[Required work]: In the records below, tally each line that contains the word "rendered" and give the total only.

(Records from a collection)

----

//! The lint rule contract.

use std::borrow::Cow;

use a11yinspect_ast::Document;
use a11yinspect_ast::Element;
use a11yinspect_ast::Location;
use a11yinspect_ast::Severity;

use crate::DocumentState;
use crate::TagSet;

/// A registered variant of a rule family.
///
/// Every family is registered under up to three names: the combined rule,
/// which reports everything the family checks, plus an `-error` rule and a
/// `-warning` rule reporting the blocking and advisory subsets.
#[derive(Debug, Clone, Copy, PartialEq, Eq, Hash, PartialOrd, Ord)]
pub enum Variant {
    /// The combined rule.
    Combined,
    /// The `-error` rule.
    Error,
    /// The `-warning` rule.
    Warning,
}

impl Variant {
    /// All variants, in registration order.
    pub const ALL: [Variant; 3] = [Self::Combined, Self::Error, Self::Warning];

    /// Gets the suffix the variant appends to its family's identifier.
    pub const fn suffix(self) -> &'static str {
        match self {
            Self::Combined => "",
            Self::Error => "-error",
            Self::Warning => "-warning",
        }
    }

    /// Formats the registered name of the variant of a family.
    pub fn name(self, family: &str) -> String {
        format!("{family}{suffix}", suffix = self.suffix())
    }
}

/// A message a rule family may report.
///
/// A message has a stable key and, for each variant of the family that
/// reports it, the rendered text for that variant.
#[derive(Debug, Clone, Copy, PartialEq, Eq)]
pub struct Message {
    /// The stable message key.
    key: &'static str,
    /// The text for the combined variant.
    combined: Option<&'static str>,
    /// The text for the `-error` variant.
    error: Option<&'static str>,
    /// The text for the `-warning` variant.
    warning: Option<&'static str>,
}

impl Message {
    /// Creates a message that no variant reports yet.
    pub const fn new(key: &'static str) -> Self {
        Self {
            key,
            combined: None,
            error: None,
            warning: None,
        }
    }

    /// Sets the text for the combined variant.
    pub const fn combined(mut self, text: &'static str) -> Self {
        self.combined = Some(text);
        self
    }

    /// Sets the text for the `-error` variant.
    pub const fn error(mut self, text: &'static str) -> Self {
        self.error = Some(text);
        self
    }

    /// Sets the text for the `-warning` variant.
    pub const fn warning(mut self, text: &'static str) -> Self {
        self.warning = Some(text);
        self
    }

    /// Gets the message key.
    pub const fn key(&self) -> &'static str {
        self.key
    }

    /// Gets the text for the given variant.
    ///
    /// Returns `None` if the variant does not report this message.
    pub const fn text(&self, variant: Variant) -> Option<&'static str> {
        match variant {
            Variant::Combined => self.combined,
            Variant::Error => self.error,
            Variant::Warning => self.warning,
        }
    }
}

/// Gets the default severity of a rendered message from its leading marker.
///
/// Messages are rendered with `❌` for failures, `⚠️` for likely problems and
/// `💡` for items needing manual review.
pub fn default_severity(text: &str) -> Severity {
    if text.starts_with('❌') {
        Severity::Error
    } else if text.starts_with('💡') {
        Severity::Note
    } else {
        Severity::Warning
    }
}

/// Quotes a configured threshold in place of the default one a message text
/// was written with.
pub fn quote_threshold(text: &'static str, default: &str, configured: &str) -> Cow<'static, str> {
    if default == configured {
        Cow::Borrowed(text)
    } else {
        Cow::Owned(text.replacen(default, configured, 1))
    }
}

/// The context a rule reports through.
#[derive(Debug)]
pub struct Context<'a> {
    /// The document being linted.
    document: &'a Document,
    /// The state accumulated so far.
    state: &'a DocumentState,
    /// The reports made since the context was created.
    reports: Vec<(&'static str, Location)>,
}

impl<'a> Context<'a> {
    /// Creates a new context.
    pub fn new(document: &'a Document, state: &'a DocumentState) -> Self {
        Self {
            document,
            state,
            reports: Vec::new(),
        }
    }

    /// Gets the document being linted.
    pub fn document(&self) -> &'a Document {
        self.document
    }

    /// Gets the document state.
    ///
    /// During a check this reflects every element up to and including the
    /// one being checked; during finalization it reflects the whole
    /// document.
    pub fn state(&self) -> &'a DocumentState {
        self.state
    }

    /// Reports a message at a location.
    pub fn report(&mut self, key: &'static str, location: Location) {
        self.reports.push((key, location));
    }

    /// Takes the reports made so far.
    pub fn into_reports(self) -> Vec<(&'static str, Location)> {
        self.reports
    }
}

/// A trait implemented by lint rule families.
///
/// A family implements its check once; the linter registers it under each
/// of its [`variants`](Rule::variants) and each variant reports only the
/// messages it has text for.
pub trait Rule: Send + Sync {
    /// The unique identifier of the rule family.
    ///
    /// The identifier is required to be kebab case. It is also the name of
    /// the combined variant.
    fn id(&self) -> &'static str;

    /// A short, single sentence description of the rule.
    fn description(&self) -> &'static str;

    /// Get the long-form explanation of the rule.
    fn explanation(&self) -> &'static str;

    /// Get the tags of the rule.
    fn tags(&self) -> TagSet;

    /// Gets the optional URL of the rule.
    fn url(&self) -> Option<&'static str> {
        None
    }

    /// Gets the identifiers of related rule families.
    fn related_rules(&self) -> &[&'static str] {
        &[]
    }

    /// Gets the variants the family is registered under.
    fn variants(&self) -> &'static [Variant];

    /// Gets the messages the family may report.
    fn messages(&self) -> &'static [Message];

    /// Determines if the rule checks the given element.
    fn applies_to(&self, element: &Element<'_>) -> bool;

    /// Checks an element the rule applies to.
    fn check(&self, cx: &mut Context<'_>, element: &Element<'_>);

    /// Renders the text of a reported message.
    ///
    /// Families whose messages quote a configurable threshold override this
    /// to quote the configured value.
    fn render(&self, key: &'static str, text: &'static str) -> Cow<'static, str> {
        let _ = key;
        Cow::Borrowed(text)
    }

    /// Reports whole-document findings once the traversal is complete.
    fn finalize(&self, cx: &mut Context<'_>) {
        let _ = cx;
    }
}

#[cfg(test)]
mod tests {
    use pretty_assertions::assert_eq;

    use super::*;

    #[test]
    fn message_text_per_variant() {
        const MESSAGE: Message = Message::new("imgEmptyAlt")
            .combined("❌ img has empty alt")
            .error("❌ [Critical] img has empty alt");

        assert_eq!(MESSAGE.key(), "imgEmptyAlt");
        assert_eq!(MESSAGE.text(Variant::Combined), Some("❌ img has empty alt"));
        assert_eq!(
            MESSAGE.text(Variant::Error),
            Some("❌ [Critical] img has empty alt")
        );
        assert_eq!(MESSAGE.text(Variant::Warning), None);
    }

    #[test]
    fn variant_names() {
        assert_eq!(Variant::Combined.name("img-element"), "img-element");
        assert_eq!(Variant::Error.name("img-element"), "img-element-error");
        assert_eq!(Variant::Warning.name("img-element"), "img-element-warning");
    }

    #[test]
    fn severity_from_marker() {
        assert_eq!(default_severity("❌ missing"), Severity::Error);
        assert_eq!(default_severity("⚠️ odd"), Severity::Warning);
        assert_eq!(default_severity("💡 review"), Severity::Note);
    }
}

----

[Answer box]: 3